• **What is expected**
Where a line in the data below includes the word "Hash", count it. State the total and nothing more.

(Stored data entries)
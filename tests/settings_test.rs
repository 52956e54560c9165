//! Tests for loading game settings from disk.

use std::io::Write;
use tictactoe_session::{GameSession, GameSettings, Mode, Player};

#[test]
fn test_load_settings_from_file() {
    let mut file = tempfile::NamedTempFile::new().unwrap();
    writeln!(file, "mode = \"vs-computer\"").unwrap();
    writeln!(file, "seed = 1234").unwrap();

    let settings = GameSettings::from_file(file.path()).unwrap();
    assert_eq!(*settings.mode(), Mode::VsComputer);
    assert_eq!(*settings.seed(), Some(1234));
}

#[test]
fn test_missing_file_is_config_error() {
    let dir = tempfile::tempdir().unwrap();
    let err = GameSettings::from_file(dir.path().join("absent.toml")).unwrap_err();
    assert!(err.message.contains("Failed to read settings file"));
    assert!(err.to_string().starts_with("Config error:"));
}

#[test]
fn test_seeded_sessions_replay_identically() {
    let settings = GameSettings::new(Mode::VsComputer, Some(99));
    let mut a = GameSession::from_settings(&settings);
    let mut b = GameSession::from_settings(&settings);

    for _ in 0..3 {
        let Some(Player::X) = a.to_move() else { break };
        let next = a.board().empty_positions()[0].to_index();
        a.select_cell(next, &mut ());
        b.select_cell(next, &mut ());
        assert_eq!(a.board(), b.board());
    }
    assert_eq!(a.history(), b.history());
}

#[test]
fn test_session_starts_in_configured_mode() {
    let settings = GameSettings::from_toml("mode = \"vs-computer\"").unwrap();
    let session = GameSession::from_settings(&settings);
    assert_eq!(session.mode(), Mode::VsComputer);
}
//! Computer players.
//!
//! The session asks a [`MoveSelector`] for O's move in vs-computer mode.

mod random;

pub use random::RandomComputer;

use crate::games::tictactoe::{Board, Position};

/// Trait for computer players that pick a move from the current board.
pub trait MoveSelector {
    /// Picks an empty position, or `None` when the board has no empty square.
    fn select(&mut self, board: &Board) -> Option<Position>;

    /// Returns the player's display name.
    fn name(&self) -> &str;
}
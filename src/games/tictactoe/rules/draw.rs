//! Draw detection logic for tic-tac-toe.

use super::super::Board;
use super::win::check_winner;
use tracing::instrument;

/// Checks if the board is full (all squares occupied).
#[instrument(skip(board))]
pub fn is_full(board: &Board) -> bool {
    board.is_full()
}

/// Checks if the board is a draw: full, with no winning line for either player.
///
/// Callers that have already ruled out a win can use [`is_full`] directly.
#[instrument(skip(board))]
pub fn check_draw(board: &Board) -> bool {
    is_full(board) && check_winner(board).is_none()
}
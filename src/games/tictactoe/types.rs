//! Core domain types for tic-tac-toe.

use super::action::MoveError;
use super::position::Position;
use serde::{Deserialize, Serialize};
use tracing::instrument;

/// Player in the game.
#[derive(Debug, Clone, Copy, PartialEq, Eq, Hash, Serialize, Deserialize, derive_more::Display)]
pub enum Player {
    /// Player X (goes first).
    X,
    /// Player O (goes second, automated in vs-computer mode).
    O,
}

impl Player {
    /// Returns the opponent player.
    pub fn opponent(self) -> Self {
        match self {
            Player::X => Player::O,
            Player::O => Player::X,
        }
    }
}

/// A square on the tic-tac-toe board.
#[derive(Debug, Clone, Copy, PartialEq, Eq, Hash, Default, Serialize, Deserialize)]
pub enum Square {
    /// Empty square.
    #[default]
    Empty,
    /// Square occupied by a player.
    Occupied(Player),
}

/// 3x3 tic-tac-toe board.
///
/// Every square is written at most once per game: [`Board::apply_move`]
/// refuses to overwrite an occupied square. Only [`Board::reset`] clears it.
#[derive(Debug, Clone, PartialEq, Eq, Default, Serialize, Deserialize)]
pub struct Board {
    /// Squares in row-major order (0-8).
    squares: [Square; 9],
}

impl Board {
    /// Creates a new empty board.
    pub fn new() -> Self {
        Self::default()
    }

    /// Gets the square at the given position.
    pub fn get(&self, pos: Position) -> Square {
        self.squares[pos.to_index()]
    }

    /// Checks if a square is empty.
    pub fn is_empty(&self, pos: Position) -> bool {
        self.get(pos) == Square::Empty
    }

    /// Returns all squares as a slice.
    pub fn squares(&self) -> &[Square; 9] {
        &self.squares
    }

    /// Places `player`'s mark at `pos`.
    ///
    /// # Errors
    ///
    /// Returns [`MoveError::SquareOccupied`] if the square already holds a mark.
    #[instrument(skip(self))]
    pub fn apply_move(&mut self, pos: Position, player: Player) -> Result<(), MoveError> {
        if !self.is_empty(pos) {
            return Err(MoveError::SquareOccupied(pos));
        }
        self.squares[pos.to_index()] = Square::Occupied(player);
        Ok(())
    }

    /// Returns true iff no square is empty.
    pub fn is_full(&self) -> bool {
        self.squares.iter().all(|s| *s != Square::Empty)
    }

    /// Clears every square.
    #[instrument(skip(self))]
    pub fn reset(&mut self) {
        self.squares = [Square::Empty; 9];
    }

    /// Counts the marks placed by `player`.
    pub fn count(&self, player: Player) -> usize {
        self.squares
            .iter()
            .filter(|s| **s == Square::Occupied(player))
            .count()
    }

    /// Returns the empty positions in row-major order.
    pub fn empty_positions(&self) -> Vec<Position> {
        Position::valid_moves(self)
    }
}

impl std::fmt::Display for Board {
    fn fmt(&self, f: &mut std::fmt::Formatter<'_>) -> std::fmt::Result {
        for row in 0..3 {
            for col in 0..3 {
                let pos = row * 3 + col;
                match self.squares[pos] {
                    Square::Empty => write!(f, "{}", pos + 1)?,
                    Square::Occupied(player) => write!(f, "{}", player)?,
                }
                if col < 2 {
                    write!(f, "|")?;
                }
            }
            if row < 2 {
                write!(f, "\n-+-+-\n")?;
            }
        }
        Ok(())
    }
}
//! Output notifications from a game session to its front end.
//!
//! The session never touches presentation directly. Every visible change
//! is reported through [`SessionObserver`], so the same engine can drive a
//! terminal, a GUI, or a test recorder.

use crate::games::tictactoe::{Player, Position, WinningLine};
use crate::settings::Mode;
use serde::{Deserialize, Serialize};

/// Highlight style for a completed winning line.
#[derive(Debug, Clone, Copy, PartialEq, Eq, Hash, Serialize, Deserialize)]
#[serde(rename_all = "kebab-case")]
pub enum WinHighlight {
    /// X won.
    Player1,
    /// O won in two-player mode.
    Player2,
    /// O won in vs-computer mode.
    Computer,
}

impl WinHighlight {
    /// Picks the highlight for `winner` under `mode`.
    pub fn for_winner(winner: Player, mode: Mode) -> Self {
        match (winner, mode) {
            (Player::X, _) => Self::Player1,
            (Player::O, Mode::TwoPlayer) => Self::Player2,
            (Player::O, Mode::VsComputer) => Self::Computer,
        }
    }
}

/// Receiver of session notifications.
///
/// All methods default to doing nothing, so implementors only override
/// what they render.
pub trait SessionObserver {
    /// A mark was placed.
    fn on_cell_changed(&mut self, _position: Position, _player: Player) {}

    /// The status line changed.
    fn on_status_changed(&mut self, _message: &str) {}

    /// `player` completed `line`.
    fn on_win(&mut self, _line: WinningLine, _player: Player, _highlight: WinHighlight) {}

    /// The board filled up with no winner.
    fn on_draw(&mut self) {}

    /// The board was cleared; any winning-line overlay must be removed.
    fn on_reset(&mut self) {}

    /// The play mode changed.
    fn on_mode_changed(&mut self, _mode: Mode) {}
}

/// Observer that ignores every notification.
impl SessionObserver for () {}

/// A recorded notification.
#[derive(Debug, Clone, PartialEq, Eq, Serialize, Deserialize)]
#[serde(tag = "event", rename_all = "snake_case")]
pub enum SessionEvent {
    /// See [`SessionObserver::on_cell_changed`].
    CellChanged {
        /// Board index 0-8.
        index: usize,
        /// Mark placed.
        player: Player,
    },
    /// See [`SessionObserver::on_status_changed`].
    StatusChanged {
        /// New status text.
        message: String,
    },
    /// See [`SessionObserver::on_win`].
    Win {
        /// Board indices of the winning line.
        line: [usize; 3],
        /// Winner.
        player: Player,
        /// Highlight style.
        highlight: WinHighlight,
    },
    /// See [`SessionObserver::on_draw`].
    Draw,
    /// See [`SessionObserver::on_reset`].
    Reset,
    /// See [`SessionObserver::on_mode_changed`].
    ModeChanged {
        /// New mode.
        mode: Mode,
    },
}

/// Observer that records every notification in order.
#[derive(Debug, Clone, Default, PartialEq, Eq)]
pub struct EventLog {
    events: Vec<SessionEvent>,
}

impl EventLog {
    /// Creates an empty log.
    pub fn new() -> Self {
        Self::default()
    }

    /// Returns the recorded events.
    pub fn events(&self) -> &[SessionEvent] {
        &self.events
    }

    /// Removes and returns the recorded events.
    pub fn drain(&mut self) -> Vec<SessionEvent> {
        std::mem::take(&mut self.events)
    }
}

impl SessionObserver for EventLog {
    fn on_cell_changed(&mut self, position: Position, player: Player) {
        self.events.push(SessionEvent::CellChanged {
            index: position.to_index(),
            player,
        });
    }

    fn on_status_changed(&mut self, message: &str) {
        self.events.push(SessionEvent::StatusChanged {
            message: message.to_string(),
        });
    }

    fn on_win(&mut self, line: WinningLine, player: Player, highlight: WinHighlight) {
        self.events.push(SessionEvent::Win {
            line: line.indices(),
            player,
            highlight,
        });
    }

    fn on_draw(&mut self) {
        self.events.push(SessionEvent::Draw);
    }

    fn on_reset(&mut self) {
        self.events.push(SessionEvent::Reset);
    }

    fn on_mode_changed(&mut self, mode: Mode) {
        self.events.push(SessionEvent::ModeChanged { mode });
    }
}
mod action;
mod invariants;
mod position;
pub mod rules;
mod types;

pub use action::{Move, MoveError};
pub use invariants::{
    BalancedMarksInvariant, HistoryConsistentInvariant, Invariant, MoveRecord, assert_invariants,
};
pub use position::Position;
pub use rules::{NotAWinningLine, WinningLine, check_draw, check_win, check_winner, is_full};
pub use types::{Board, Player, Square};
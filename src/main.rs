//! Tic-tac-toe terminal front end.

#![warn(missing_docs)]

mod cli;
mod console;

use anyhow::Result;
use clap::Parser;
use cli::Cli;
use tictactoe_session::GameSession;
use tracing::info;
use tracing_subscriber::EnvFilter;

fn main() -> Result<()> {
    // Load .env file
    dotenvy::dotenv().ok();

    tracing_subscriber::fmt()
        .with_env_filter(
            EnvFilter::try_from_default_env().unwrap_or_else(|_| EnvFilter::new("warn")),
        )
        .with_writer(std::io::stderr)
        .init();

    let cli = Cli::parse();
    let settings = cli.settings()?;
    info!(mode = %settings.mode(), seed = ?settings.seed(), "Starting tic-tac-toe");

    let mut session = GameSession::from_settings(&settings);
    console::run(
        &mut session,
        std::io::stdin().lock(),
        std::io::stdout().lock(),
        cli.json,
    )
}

• **Exercise response**
3